I’ve always been intrigued – not to say mystified – by the resurrection. It certainly seemed like the ultimate victory, the absolute vindication of the man, Jesus, that we were told was the son of God. But, like many of us, I came to find that it wasn’t quite as simple as that: the ‘resurrection appearances’ of Jesus, as they called the experiences that his followers had after his death and burial are not quite straightforward. In other words, they are certainly not literal descriptions of a resuscitated corpse. Which is where many part company with religious stories like these. In a recent blog I tried to highlight the difference between literal (scientific) facts and symbolic (religious) meaning. The first emphasizes evidence, the second interpretation.

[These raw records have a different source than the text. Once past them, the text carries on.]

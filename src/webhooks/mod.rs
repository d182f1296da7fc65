//! Inbound GitHub webhooks: signature verification and `ruleset` event parsing.

pub mod events;
pub mod parser;
pub mod signature;

pub use events::{EventRuleset, EventSender, RulesetAction, RulesetChanges, RulesetEvent};
pub use parser::{ParseError, parse_webhook};
#[cfg(test)]
pub use signature::sign_payload;
pub use signature::{parse_signature_header, verify_signature};
//! Ruleset definition files.
//!
//! Definitions live as `*.json` files in one directory, each holding a
//! single ruleset as exported from GitHub. Files are read in file-name
//! order on every sync; nothing is cached between syncs.

use std::io;
use std::path::{Path, PathBuf};

use thiserror::Error;

use crate::types::RulesetDocument;

/// Errors from reading definition files.
#[derive(Debug, Error)]
pub enum StoreError {
    #[error("failed to read {}: {source}", file.display())]
    ReadError {
        file: PathBuf,
        #[source]
        source: io::Error,
    },

    #[error("failed to decode ruleset definition {}: {source}", file.display())]
    DecodeError {
        file: PathBuf,
        #[source]
        source: serde_json::Error,
    },
}

impl StoreError {
    /// The file (or directory) the error concerns.
    pub fn file(&self) -> &Path {
        match self {
            StoreError::ReadError { file, .. } | StoreError::DecodeError { file, .. } => file,
        }
    }
}

/// A directory of ruleset definition files.
#[derive(Debug, Clone)]
pub struct RulesetStore {
    dir: PathBuf,
}

impl RulesetStore {
    pub fn new(dir: impl Into<PathBuf>) -> Self {
        RulesetStore { dir: dir.into() }
    }

    pub fn dir(&self) -> &Path {
        &self.dir
    }

    /// Lists the definition files, sorted by file name.
    pub fn definition_files(&self) -> Result<Vec<PathBuf>, StoreError> {
        let read_error = |source| StoreError::ReadError {
            file: self.dir.clone(),
            source,
        };

        let mut files = Vec::new();
        for entry in std::fs::read_dir(&self.dir).map_err(read_error)? {
            let path = entry.map_err(read_error)?.path();
            if path.extension().is_some_and(|ext| ext == "json") && path.is_file() {
                files.push(path);
            }
        }

        files.sort_by(|a, b| a.file_name().cmp(&b.file_name()));
        Ok(files)
    }

    /// Loads every definition.
    ///
    /// The outer error means the directory itself could not be listed. Each
    /// file is loaded independently, so one bad file doesn't hide the rest.
    pub fn load_candidates(&self) -> Result<Vec<Result<RulesetDocument, StoreError>>, StoreError> {
        let files = self.definition_files()?;
        tracing::debug!(dir = %self.dir.display(), count = files.len(), "Loading ruleset definitions");
        Ok(files.iter().map(|file| load_definition(file)).collect())
    }
}

/// Reads and decodes one definition file.
pub fn load_definition(file: &Path) -> Result<RulesetDocument, StoreError> {
    let contents = std::fs::read(file).map_err(|source| StoreError::ReadError {
        file: file.to_path_buf(),
        source,
    })?;

    serde_json::from_slice(&contents).map_err(|source| StoreError::DecodeError {
        file: file.to_path_buf(),
        source,
    })
}

#[cfg(test)]
mod tests {
    use super::*;
    use tempfile::tempdir;

    fn definition(name: &str) -> String {
        format!(
            r#"{{"name": "{}", "source": "source-org", "enforcement": "active", "rules": [], "bypass_actors": []}}"#,
            name
        )
    }

    #[test]
    fn loads_json_files_in_name_order() {
        let dir = tempdir().unwrap();
        std::fs::write(dir.path().join("20-protect-dev.json"), definition("protect-dev")).unwrap();
        std::fs::write(dir.path().join("10-protect-main.json"), definition("protect-main")).unwrap();
        std::fs::write(dir.path().join("README.md"), "not a ruleset").unwrap();
        std::fs::create_dir(dir.path().join("archive.json")).unwrap();

        let store = RulesetStore::new(dir.path());
        let names: Vec<String> = store
            .load_candidates()
            .unwrap()
            .into_iter()
            .map(|doc| doc.unwrap().name)
            .collect();

        assert_eq!(names, vec!["protect-main", "protect-dev"]);
    }

    #[test]
    fn malformed_file_is_reported_alongside_good_ones() {
        let dir = tempdir().unwrap();
        std::fs::write(dir.path().join("a.json"), "{ not json").unwrap();
        std::fs::write(dir.path().join("b.json"), definition("protect-main")).unwrap();

        let loaded = RulesetStore::new(dir.path()).load_candidates().unwrap();
        assert_eq!(loaded.len(), 2);

        match &loaded[0] {
            Err(err @ StoreError::DecodeError { .. }) => {
                assert_eq!(err.file(), dir.path().join("a.json"));
                assert!(err.to_string().contains("a.json"));
            }
            other => panic!("expected decode error, got {:?}", other),
        }
        assert_eq!(loaded[1].as_ref().unwrap().name, "protect-main");
    }

    #[test]
    fn missing_directory_is_a_read_error() {
        let dir = tempdir().unwrap();
        let missing = dir.path().join("nope");

        let err = RulesetStore::new(&missing).load_candidates().unwrap_err();
        assert!(matches!(err, StoreError::ReadError { ref file, .. } if *file == missing));
    }

    #[test]
    fn unreadable_file_is_a_read_error() {
        let dir = tempdir().unwrap();
        let err = load_definition(&dir.path().join("gone.json")).unwrap_err();
        assert!(matches!(err, StoreError::ReadError { .. }));
    }
}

Another way of saying this is that deep knowing – beyond the basic facts – does not happen simply with our thinking minds. To truly know something, our whole being must be open, awake, and present. We intuitively knew how to be present as babies, when, in the first months, we saw ourselves mirrored in our family’s eyes. We came to believe and then become this vision. The contemplative approach of religion offers a similar kind of mirroring, as we learn to see ourselves in the ultimate gaze of God.

Our early knowing is not so much heard, seen, or thought, rather it is felt as our original identity. But we all inevitably leave the Garden of Eden, this state of innocence and blissful, unconscious union of childhood. The psychologist, Erik Erikson, called it the Fall into consciousness, which is, in fact, a progression into the dualistic thinking that characterizes our adult – differentiated – world. Psychologists suggest that when we first begin to doubt and move outside of this essential knowing, we cling to things like teddy bears and dolls, or the classic security blanket as a way of holding on to this original world.

Unfortunately, if this primal knowing never happens for us, we will doubt whether there is or ever was a Garden of Eden (“God”) where all things are one and good. Without the initial attachment of a good family, we grow up with this uncertainty and its consequences. And as we see ourselves more and more through eyes that compare, judge, and dismiss, we need help to heal the brokenness of this this world. Resurrection is about bringing us back to the original knowing of a loving web of life and an original identity. In this fundamental human experience are the roots of both our sense of sin (as separated from our original identity) and salvation (as reunited with our true self).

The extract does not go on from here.